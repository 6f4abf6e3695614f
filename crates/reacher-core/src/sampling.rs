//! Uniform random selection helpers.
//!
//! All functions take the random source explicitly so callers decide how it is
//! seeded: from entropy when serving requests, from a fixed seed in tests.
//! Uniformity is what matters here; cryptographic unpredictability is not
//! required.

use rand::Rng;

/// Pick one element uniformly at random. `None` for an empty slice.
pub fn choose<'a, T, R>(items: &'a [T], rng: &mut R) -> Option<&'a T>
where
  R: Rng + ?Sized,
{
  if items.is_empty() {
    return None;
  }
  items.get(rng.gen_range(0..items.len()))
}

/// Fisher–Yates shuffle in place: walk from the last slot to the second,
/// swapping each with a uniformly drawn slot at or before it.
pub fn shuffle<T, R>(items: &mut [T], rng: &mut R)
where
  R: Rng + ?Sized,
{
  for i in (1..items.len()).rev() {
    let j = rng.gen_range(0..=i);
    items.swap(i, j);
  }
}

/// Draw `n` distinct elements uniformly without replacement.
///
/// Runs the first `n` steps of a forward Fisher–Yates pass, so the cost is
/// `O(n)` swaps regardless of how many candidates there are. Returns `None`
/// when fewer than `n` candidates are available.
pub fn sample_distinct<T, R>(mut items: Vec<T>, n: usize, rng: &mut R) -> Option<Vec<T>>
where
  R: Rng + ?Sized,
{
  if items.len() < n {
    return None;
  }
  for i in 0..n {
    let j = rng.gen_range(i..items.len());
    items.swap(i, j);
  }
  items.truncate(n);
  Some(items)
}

## Required work
Every line above that has the string "random" needs to be copied.

## Written solution
//! Uniform random selection helpers.
//! All functions take the random source explicitly so callers decide how it is
/// Pick one element uniformly at random. `None` for an empty slice.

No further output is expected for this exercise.